## [Listed records]
·····

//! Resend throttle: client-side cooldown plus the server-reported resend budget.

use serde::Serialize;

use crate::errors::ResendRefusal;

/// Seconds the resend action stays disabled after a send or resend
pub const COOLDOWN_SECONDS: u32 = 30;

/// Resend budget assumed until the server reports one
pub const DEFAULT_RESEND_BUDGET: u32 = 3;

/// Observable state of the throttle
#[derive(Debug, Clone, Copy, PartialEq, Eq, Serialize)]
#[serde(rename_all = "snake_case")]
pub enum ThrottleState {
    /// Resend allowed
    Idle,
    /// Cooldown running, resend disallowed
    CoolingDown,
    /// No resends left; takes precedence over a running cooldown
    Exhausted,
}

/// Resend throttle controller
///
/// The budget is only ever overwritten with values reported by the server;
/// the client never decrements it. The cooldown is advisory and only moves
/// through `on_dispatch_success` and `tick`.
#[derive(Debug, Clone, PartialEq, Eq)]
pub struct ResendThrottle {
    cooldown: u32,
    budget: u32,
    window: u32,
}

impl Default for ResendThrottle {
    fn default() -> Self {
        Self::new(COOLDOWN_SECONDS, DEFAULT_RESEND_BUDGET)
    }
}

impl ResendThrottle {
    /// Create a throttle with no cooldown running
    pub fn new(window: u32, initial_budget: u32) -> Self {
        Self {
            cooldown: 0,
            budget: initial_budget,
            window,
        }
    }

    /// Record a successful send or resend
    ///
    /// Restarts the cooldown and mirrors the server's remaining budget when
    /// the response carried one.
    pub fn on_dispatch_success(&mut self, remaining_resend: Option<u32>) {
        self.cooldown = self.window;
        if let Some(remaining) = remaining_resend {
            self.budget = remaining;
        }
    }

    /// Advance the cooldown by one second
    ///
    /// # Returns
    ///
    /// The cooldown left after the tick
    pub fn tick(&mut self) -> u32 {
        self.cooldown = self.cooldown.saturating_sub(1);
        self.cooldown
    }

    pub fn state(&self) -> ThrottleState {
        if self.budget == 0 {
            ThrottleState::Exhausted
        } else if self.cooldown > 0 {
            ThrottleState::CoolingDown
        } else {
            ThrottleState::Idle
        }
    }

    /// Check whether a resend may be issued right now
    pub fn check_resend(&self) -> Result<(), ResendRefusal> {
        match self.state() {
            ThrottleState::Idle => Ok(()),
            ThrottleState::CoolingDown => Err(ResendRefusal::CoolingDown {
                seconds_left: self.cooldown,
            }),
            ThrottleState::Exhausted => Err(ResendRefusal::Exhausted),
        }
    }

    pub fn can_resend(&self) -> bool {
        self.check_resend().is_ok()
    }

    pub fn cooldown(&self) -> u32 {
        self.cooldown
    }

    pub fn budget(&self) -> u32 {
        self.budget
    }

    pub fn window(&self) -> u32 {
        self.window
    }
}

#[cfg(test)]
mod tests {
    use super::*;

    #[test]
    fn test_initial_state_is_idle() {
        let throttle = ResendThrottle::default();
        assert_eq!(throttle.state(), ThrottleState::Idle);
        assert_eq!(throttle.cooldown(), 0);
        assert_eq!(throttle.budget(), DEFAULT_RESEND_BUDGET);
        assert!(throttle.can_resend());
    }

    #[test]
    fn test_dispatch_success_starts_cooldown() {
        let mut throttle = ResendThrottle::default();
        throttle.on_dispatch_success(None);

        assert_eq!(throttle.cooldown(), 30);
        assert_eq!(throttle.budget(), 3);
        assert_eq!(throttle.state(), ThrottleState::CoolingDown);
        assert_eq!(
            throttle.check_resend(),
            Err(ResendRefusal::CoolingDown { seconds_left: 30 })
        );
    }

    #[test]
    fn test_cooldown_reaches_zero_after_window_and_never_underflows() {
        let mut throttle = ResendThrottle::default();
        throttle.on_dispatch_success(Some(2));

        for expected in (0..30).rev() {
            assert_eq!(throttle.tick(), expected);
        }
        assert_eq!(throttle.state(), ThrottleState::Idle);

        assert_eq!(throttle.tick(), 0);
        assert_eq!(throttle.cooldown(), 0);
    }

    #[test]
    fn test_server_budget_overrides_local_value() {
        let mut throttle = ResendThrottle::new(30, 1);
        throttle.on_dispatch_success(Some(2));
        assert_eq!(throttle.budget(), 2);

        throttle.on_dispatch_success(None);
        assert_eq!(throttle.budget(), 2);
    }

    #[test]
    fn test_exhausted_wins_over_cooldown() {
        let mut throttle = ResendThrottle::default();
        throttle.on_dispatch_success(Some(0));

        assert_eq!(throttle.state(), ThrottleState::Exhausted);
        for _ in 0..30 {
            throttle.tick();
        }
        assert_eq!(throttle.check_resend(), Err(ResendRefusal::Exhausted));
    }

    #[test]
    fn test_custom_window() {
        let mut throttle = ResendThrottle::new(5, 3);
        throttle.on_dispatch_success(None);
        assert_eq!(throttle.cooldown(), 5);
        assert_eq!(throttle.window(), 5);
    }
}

·····

## [Work instructions]
Out of the records above, pick each line that contains the string "reported".

## [Response]
//! Resend throttle: client-side cooldown plus the server-reported resend budget.
/// The budget is only ever overwritten with values reported by the server;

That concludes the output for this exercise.